Start of Listed records
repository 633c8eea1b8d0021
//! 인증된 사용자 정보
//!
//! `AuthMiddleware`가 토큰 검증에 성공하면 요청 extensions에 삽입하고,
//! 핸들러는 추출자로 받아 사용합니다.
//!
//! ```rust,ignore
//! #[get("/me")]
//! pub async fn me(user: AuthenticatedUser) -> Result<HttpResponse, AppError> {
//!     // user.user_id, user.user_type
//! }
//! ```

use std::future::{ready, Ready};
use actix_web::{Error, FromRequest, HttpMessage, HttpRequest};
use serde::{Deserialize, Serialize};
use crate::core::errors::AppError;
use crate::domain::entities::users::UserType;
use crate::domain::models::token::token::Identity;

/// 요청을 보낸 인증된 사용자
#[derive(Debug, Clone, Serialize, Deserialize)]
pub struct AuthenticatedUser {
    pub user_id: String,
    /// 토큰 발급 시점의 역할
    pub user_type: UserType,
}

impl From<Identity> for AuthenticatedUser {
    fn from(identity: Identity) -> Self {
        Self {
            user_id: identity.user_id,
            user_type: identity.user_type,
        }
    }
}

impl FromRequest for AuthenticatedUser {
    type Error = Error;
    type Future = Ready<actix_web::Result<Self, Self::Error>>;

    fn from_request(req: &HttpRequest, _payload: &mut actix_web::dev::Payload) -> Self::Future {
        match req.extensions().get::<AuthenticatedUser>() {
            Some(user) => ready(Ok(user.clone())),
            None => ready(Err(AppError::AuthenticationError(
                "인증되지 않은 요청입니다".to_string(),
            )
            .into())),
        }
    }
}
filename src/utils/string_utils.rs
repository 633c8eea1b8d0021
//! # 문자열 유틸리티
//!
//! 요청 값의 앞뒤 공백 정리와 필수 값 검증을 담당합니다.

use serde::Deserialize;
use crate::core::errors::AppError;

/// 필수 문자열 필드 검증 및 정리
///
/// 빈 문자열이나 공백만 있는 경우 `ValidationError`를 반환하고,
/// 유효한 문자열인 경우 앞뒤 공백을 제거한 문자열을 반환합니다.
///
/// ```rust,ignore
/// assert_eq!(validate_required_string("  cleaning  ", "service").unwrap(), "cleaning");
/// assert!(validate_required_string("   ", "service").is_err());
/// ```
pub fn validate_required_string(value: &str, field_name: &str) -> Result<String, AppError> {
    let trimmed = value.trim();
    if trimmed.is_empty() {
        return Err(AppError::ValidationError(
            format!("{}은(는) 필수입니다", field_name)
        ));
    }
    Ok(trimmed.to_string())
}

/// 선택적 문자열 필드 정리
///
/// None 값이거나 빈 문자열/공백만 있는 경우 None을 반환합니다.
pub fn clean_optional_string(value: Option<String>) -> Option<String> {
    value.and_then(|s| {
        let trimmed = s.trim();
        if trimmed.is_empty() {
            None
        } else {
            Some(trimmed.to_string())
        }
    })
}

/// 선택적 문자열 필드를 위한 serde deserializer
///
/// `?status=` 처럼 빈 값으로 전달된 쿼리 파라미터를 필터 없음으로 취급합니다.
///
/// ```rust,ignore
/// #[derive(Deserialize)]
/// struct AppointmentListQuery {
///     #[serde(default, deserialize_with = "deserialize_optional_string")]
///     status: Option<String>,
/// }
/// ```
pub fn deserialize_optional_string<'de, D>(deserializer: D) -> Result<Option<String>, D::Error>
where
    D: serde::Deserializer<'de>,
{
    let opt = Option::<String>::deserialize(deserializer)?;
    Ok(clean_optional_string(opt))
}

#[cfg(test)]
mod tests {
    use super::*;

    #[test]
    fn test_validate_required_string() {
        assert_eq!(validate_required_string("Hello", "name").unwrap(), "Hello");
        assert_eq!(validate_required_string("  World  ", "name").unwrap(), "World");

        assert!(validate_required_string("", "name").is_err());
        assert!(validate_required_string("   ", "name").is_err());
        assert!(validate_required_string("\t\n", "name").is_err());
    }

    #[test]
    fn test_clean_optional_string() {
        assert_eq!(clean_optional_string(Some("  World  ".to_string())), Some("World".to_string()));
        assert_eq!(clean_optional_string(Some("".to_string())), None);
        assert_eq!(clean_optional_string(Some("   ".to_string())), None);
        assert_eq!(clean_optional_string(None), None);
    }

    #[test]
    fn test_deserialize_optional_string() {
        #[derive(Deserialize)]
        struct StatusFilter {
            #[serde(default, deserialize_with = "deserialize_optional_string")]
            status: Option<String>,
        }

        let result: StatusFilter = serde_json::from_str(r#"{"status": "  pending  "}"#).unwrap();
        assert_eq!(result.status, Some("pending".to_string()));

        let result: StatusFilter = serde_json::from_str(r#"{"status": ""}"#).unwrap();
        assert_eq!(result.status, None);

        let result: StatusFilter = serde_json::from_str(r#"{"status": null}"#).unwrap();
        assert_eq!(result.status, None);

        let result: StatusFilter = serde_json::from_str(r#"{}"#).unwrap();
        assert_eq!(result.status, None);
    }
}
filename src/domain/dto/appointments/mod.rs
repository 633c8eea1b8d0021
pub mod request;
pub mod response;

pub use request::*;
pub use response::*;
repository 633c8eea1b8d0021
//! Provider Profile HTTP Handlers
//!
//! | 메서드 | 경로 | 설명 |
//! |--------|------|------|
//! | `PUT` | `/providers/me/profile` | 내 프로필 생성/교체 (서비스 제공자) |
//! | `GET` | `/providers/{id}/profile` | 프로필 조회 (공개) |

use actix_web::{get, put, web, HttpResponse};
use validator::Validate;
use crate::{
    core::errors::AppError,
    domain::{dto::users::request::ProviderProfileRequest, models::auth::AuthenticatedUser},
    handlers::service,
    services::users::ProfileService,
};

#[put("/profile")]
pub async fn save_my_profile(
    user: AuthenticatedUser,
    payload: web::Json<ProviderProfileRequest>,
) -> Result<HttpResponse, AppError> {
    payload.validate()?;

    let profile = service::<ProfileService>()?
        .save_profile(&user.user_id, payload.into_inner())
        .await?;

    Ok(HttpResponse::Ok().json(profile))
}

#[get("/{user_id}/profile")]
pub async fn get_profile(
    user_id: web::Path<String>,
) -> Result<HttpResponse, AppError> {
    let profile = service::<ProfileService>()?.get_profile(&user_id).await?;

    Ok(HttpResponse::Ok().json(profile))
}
End of Listed records
--- The task ---
Working through the records, find each line containing the word "ValidationError" and copy it.

--- Exercise response ---
/// 빈 문자열이나 공백만 있는 경우 `ValidationError`를 반환하고,
        return Err(AppError::ValidationError(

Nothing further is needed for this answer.